[Start of Attachment]

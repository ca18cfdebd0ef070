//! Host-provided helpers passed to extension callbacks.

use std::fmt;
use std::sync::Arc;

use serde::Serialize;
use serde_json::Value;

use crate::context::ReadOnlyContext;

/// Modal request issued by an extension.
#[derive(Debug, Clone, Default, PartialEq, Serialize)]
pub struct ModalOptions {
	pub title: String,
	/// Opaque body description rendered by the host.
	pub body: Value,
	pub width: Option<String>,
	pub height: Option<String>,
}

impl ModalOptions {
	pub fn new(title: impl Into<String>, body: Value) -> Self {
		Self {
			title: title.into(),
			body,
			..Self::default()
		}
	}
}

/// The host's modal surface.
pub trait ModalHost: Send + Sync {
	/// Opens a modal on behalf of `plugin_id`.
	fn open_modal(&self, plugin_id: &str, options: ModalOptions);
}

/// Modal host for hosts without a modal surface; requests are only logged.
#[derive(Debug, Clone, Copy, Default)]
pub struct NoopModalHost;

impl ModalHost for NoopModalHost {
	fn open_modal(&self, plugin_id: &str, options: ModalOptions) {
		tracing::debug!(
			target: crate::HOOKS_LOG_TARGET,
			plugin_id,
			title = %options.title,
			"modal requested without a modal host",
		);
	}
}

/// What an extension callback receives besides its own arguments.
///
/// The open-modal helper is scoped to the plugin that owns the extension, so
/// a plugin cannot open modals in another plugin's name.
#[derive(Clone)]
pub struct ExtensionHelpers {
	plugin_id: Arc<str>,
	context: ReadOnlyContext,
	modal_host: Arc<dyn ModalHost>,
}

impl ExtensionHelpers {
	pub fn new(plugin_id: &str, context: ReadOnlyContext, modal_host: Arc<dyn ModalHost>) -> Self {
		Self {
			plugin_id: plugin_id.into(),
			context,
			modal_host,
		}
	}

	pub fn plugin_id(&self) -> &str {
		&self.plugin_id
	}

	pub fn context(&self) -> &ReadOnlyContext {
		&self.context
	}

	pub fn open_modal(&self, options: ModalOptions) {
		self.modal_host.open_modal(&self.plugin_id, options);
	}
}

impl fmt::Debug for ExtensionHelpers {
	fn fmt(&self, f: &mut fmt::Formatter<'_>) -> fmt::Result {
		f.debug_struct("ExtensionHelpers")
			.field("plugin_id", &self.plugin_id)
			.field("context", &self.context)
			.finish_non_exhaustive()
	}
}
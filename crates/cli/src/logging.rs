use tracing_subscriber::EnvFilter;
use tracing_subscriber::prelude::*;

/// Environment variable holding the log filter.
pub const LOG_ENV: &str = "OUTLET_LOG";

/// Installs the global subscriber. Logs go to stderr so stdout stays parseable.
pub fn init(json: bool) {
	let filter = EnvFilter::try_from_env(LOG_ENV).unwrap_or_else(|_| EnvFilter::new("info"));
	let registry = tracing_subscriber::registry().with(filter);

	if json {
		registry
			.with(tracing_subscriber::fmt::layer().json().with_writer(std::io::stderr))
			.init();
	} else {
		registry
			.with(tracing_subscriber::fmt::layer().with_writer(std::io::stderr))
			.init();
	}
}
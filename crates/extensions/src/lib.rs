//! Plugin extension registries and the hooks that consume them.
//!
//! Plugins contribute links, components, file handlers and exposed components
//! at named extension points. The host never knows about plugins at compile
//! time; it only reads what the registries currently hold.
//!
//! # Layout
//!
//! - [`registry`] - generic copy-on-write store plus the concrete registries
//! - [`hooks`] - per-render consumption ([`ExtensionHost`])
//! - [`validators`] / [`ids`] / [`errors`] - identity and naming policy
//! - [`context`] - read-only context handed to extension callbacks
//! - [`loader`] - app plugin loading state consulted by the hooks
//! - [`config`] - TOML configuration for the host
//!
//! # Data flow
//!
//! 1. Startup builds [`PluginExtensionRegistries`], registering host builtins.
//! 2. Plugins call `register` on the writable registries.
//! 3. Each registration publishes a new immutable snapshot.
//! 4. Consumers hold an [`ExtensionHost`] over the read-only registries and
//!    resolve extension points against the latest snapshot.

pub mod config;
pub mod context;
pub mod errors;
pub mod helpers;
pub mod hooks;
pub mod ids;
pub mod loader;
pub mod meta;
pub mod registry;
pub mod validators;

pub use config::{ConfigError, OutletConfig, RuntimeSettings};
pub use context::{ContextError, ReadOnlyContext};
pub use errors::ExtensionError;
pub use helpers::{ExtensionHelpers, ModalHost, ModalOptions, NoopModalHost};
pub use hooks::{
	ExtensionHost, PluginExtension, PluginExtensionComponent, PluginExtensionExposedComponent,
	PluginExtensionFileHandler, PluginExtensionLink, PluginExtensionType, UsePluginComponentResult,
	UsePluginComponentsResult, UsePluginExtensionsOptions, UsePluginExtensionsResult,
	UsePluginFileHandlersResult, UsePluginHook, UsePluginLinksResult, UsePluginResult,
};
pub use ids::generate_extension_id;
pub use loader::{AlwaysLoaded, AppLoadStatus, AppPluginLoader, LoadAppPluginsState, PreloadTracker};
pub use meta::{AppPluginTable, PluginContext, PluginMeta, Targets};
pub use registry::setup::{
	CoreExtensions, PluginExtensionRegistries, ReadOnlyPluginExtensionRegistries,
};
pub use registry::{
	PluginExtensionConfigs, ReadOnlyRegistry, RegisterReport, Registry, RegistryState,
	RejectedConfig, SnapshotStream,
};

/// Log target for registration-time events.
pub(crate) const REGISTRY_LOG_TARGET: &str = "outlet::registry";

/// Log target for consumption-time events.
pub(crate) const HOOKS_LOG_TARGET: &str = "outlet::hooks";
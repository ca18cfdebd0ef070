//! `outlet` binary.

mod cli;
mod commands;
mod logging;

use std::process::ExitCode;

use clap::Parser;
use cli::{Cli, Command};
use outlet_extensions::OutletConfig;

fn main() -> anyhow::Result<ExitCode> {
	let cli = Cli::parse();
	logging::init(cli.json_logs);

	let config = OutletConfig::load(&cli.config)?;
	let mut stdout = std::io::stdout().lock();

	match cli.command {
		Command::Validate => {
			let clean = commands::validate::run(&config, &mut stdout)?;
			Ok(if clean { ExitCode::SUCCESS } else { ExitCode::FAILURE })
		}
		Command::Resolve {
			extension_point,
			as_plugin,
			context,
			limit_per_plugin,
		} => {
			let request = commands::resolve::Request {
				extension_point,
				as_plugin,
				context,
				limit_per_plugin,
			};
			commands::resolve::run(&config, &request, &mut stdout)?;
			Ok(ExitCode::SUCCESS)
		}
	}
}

[End of Attachment]

■ WHAT YOU NEED TO DO: Copy out each line of the entries that holds "layer".

■ RESPONSE AREA:
			.with(tracing_subscriber::fmt::layer().json().with_writer(std::io::stderr))
			.with(tracing_subscriber::fmt::layer().with_writer(std::io::stderr))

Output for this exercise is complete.